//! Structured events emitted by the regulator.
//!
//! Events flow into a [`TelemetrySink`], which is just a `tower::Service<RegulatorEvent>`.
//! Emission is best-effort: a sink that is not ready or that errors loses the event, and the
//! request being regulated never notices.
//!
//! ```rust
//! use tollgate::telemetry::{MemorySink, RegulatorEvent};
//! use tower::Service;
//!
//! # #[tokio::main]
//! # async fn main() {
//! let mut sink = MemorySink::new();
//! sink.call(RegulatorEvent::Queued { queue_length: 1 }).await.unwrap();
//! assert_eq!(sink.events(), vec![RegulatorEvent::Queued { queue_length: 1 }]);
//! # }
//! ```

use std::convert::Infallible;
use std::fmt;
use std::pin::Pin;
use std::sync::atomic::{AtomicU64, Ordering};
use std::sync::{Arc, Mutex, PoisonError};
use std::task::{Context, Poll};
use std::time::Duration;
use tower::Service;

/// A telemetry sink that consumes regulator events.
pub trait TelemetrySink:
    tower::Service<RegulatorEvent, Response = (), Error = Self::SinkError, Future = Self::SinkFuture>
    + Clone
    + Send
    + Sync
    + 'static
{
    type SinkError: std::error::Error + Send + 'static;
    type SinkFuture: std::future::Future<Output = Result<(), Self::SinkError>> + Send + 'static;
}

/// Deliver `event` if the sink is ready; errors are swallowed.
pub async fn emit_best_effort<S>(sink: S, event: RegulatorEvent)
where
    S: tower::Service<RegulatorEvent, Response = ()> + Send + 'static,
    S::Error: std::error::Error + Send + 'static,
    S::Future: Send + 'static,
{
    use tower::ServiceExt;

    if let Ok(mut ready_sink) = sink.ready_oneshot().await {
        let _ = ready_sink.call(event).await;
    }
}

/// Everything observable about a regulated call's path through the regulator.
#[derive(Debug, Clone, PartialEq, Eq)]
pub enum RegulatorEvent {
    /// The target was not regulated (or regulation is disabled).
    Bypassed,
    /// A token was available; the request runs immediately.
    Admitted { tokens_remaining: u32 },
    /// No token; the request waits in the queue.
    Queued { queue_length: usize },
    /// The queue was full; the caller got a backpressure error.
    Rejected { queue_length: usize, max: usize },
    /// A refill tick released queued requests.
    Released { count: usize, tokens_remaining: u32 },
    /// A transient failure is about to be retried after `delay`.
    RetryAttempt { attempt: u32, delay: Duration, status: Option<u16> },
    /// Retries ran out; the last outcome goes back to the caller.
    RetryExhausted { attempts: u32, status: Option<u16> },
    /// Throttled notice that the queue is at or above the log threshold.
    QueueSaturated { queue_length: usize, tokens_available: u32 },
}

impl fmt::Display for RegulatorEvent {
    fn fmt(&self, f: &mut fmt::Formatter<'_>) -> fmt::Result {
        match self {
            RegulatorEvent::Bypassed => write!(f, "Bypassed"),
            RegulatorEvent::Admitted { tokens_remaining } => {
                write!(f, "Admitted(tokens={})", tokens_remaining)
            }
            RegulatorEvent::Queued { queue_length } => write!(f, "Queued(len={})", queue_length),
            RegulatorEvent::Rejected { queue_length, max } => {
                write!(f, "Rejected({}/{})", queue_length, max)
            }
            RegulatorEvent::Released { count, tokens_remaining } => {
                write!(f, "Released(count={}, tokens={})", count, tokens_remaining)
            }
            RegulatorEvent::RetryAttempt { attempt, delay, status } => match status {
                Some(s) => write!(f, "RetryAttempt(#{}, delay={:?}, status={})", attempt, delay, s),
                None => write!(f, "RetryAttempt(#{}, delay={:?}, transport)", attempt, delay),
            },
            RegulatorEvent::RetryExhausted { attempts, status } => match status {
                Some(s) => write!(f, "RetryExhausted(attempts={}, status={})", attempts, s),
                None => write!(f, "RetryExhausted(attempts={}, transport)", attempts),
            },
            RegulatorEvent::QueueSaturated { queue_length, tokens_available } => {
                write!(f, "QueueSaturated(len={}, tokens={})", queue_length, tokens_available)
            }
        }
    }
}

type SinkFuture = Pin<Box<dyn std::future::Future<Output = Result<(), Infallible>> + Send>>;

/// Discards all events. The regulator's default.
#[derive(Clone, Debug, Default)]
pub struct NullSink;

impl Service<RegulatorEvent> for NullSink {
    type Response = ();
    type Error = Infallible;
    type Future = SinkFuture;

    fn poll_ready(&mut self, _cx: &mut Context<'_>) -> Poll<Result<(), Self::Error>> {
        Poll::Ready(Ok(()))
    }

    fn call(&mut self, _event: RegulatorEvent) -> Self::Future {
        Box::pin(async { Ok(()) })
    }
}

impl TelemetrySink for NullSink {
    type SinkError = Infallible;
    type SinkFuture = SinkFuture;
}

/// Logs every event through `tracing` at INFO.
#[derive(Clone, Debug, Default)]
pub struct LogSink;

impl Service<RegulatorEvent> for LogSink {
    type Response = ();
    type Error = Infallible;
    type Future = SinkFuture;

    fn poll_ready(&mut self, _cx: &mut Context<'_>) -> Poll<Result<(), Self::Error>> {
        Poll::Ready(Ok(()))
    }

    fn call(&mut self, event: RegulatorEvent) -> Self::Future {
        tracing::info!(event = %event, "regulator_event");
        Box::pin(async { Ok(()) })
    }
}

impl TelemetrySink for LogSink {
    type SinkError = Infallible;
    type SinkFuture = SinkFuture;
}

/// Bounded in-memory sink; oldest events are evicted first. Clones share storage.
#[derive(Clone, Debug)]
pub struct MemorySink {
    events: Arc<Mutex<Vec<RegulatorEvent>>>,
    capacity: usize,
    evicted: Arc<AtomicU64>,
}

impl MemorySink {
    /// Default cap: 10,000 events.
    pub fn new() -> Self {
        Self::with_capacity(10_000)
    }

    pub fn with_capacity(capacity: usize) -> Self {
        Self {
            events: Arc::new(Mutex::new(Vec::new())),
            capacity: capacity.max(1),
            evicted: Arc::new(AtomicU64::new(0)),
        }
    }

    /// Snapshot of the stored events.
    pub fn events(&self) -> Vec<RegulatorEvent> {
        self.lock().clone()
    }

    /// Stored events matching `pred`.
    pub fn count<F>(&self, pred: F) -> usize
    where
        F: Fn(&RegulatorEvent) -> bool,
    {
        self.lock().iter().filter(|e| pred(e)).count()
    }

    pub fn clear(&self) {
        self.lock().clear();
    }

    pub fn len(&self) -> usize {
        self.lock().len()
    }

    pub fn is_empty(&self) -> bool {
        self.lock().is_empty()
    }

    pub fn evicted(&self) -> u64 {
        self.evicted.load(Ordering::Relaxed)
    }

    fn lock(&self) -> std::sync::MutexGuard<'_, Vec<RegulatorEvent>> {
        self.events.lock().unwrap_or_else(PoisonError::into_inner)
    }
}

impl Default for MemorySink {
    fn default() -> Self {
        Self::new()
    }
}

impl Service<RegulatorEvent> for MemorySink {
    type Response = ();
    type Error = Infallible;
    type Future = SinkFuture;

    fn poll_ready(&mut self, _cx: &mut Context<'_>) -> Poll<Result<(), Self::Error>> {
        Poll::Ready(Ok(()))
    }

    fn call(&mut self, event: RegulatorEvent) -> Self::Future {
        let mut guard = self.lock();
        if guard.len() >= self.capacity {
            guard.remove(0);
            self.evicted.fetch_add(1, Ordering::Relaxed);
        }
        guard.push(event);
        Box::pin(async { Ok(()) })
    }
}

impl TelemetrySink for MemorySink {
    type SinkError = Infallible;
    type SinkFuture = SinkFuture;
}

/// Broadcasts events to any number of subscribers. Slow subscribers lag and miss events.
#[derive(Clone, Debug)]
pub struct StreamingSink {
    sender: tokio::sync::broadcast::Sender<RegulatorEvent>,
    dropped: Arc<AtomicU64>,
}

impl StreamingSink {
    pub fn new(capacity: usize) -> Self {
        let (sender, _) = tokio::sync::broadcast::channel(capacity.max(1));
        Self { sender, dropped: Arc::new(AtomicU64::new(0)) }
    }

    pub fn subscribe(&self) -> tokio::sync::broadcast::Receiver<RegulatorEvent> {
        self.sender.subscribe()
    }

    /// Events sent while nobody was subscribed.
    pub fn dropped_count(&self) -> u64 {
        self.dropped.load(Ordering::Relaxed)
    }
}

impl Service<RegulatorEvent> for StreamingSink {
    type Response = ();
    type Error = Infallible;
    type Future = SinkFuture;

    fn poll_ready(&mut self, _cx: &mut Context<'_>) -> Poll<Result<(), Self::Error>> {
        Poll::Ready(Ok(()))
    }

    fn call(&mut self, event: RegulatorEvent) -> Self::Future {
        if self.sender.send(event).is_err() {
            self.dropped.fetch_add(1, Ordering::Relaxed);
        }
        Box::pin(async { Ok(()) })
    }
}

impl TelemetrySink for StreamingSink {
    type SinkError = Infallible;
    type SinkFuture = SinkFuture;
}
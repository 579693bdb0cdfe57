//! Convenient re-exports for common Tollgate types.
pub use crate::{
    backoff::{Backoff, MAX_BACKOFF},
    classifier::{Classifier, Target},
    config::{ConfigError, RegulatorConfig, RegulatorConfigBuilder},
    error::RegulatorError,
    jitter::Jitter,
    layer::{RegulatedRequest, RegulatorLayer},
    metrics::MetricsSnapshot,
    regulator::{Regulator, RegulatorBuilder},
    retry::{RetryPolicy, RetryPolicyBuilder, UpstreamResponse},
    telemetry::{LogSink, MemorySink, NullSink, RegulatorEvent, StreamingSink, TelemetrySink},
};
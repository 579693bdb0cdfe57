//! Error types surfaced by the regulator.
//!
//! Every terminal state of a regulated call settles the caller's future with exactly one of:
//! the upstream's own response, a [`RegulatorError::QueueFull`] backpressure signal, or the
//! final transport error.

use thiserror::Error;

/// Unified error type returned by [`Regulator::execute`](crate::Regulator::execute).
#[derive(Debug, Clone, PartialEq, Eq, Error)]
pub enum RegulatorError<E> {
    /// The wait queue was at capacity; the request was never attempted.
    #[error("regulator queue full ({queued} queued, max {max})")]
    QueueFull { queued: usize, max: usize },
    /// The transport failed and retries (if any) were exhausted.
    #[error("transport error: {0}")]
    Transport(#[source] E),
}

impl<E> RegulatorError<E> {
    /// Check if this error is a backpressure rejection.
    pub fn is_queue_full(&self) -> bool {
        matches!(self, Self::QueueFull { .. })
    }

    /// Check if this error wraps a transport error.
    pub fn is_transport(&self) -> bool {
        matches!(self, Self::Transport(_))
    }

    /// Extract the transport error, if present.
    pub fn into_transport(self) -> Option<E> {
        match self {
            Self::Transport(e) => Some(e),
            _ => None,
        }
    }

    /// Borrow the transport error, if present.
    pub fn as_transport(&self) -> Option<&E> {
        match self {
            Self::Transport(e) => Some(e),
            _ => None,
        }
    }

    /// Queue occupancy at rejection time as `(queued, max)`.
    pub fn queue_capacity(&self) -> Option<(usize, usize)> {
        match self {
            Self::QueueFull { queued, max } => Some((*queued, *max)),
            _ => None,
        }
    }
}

########

> EXERCISE INSTRUCTIONS: List all lines in the material containing the string "QueueFull".

> ANSWER BOX:
//! the upstream's own response, a [`RegulatorError::QueueFull`] backpressure signal, or the
    QueueFull { queued: usize, max: usize },
        matches!(self, Self::QueueFull { .. })
            Self::QueueFull { queued, max } => Some((*queued, *max)),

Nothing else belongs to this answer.